**What you have to do:**
Reproduce exactly, from the data that follows, the line with "if let Some(media)", the line with "let Some(line) = line?", and every line that lies between them.
_ _ _ _
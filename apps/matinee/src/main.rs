use anyhow::Result;
use clap::Parser;
use matinee::call::{CallMachine, CallPhase, RemoteMedia, RtcConfig, RtcConnector, StaticMedia};
use matinee::playback::PlaybackSync;
use matinee::player::{MediaPlayer, SimPlayer};
use matinee::reactions::ReactionBoard;
use matinee::session::{CallNotice, RelayClient};
use matinee_proto::PlaybackKind;
use std::sync::Arc;
use std::time::{Duration, Instant};
use tokio::io::{AsyncBufReadExt, BufReader};
use tokio::sync::mpsc;
use tracing_subscriber::EnvFilter;

#[derive(Parser, Debug)]
#[command(name = "matinee")]
#[command(about = "Co-watch a local media file in lockstep with a partner")]
struct Args {
    /// Lobby URL
    #[arg(long, default_value = "ws://localhost:4400")]
    server: String,

    /// Room to join
    #[arg(long)]
    room: String,

    /// Media file announced to the partner
    #[arg(long)]
    media: Option<String>,
}

#[tokio::main]
async fn main() -> Result<()> {
    tracing_subscriber::fmt()
        .with_env_filter(
            EnvFilter::try_from_default_env().unwrap_or_else(|_| EnvFilter::new("warn")),
        )
        .init();

    let args = Args::parse();

    let relay = RelayClient::connect(&args.server, &args.room).await?;
    println!("joined room '{}' as {}", args.room, relay.peer_id());

    if let Some(media) = &args.media {
        relay.send_file_change(media)?;
        println!("announced '{media}' to the room");
    }

    let mut playback_rx = relay.subscribe_playback();
    let mut calls_rx = relay.subscribe_calls();
    let mut reactions_rx = relay.subscribe_reactions();
    let mut files_rx = relay.subscribe_file_changes();

    let mut sync = PlaybackSync::new(SimPlayer::new(), relay.clone(), relay.peer_id().to_string());
    let connector = Arc::new(RtcConnector::new(
        RtcConfig::default(),
        Arc::new(StaticMedia::none()),
    ));
    let mut call = CallMachine::new(connector, relay.clone());
    let mut board = ReactionBoard::new(relay.clone());
    let mut remote_media: Option<mpsc::UnboundedReceiver<RemoteMedia>> = None;

    print_help();

    let mut lines = BufReader::new(tokio::io::stdin()).lines();
    let mut ticker = tokio::time::interval(Duration::from_secs(1));

    loop {
        tokio::select! {
            line = lines.next_line() => {
                let Some(line) = line? else { break };
                if !handle_command(line.trim(), &mut sync, &mut call, &mut board, &mut remote_media).await {
                    break;
                }
            }
            Some(event) = playback_rx.recv() => {
                sync.apply_remote(&event);
                println!("partner: {:?} at {:.1}s", event.kind, event.position);
            }
            Some(notice) = calls_rx.recv() => match notice {
                CallNotice::Incoming { from_peer, offer } => {
                    call.on_incoming(from_peer.clone(), offer);
                    println!("incoming call from {from_peer} — type 'accept' to answer");
                }
                CallNotice::Accepted { answer } => {
                    match call.on_accepted(answer).await {
                        Ok(()) if call.phase() == CallPhase::Connected => {
                            println!("call connected");
                        }
                        Ok(()) => {}
                        Err(err) => eprintln!("call failed: {err}"),
                    }
                }
            },
            Some(emoji) = reactions_rx.recv() => {
                board.apply_remote(&emoji, Instant::now());
                println!("partner reacted {emoji}");
            }
            Some(file_name) = files_rx.recv() => {
                println!("partner loaded '{file_name}'");
            }
            Some(media) = recv_remote_media(&mut remote_media) => {
                println!("remote {} track available ({})", media.kind, media.track_id);
            }
            _ = ticker.tick() => {
                board.prune(Instant::now());
                if call.check_answer_timeout(Instant::now()).await {
                    eprintln!("call attempt timed out");
                }
            }
        }
    }

    relay.close();
    Ok(())
}

async fn recv_remote_media(
    slot: &mut Option<mpsc::UnboundedReceiver<RemoteMedia>>,
) -> Option<RemoteMedia> {
    match slot {
        Some(rx) => rx.recv().await,
        None => std::future::pending().await,
    }
}

async fn handle_command(
    line: &str,
    sync: &mut PlaybackSync<SimPlayer>,
    call: &mut CallMachine,
    board: &mut ReactionBoard,
    remote_media: &mut Option<mpsc::UnboundedReceiver<RemoteMedia>>,
) -> bool {
    let mut parts = line.split_whitespace();
    match parts.next() {
        Some("play") => {
            sync.player_mut().play();
            sync.observe_local(PlaybackKind::Play);
        }
        Some("pause") => {
            sync.player_mut().pause();
            sync.observe_local(PlaybackKind::Pause);
        }
        Some("seek") => match parts.next().and_then(|s| s.parse::<f64>().ok()) {
            Some(seconds) => {
                sync.player_mut().set_position(seconds);
                sync.observe_local(PlaybackKind::Seek);
            }
            None => eprintln!("usage: seek <seconds>"),
        },
        Some("call") => match call.initiate().await {
            Ok(rx) => {
                *remote_media = Some(rx);
                println!("calling…");
            }
            Err(err) => eprintln!("cannot call: {err}"),
        },
        Some("accept") => match call.accept().await {
            Ok(rx) => {
                *remote_media = Some(rx);
                println!("call connected");
            }
            Err(err) => eprintln!("cannot accept: {err}"),
        },
        Some("end") => {
            call.end().await;
            *remote_media = None;
        }
        Some("react") => match parts.next() {
            Some(emoji) => board.send(emoji, Instant::now()),
            None => eprintln!("usage: react <emoji>"),
        },
        Some("status") => {
            let state = if sync.player().is_playing() {
                "playing"
            } else {
                "paused"
            };
            println!(
                "{state} at {:.1}s, call {:?}, {} reactions on screen",
                sync.player().position(),
                call.phase(),
                board.visible().len()
            );
        }
        Some("quit") | Some("exit") => return false,
        Some("help") => print_help(),
        Some(other) => eprintln!("unknown command '{other}' — try 'help'"),
        None => {}
    }
    true
}

fn print_help() {
    println!("commands: play | pause | seek <s> | call | accept | end | react <emoji> | status | quit");
}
_ _ _ _
**Task solution:**
    if let Some(media) = &args.media {
        relay.send_file_change(media)?;
        println!("announced '{media}' to the room");
    }

    let mut playback_rx = relay.subscribe_playback();
    let mut calls_rx = relay.subscribe_calls();
    let mut reactions_rx = relay.subscribe_reactions();
    let mut files_rx = relay.subscribe_file_changes();

    let mut sync = PlaybackSync::new(SimPlayer::new(), relay.clone(), relay.peer_id().to_string());
    let connector = Arc::new(RtcConnector::new(
        RtcConfig::default(),
        Arc::new(StaticMedia::none()),
    ));
    let mut call = CallMachine::new(connector, relay.clone());
    let mut board = ReactionBoard::new(relay.clone());
    let mut remote_media: Option<mpsc::UnboundedReceiver<RemoteMedia>> = None;

    print_help();

    let mut lines = BufReader::new(tokio::io::stdin()).lines();
    let mut ticker = tokio::time::interval(Duration::from_secs(1));

    loop {
        tokio::select! {
            line = lines.next_line() => {
                let Some(line) = line? else { break };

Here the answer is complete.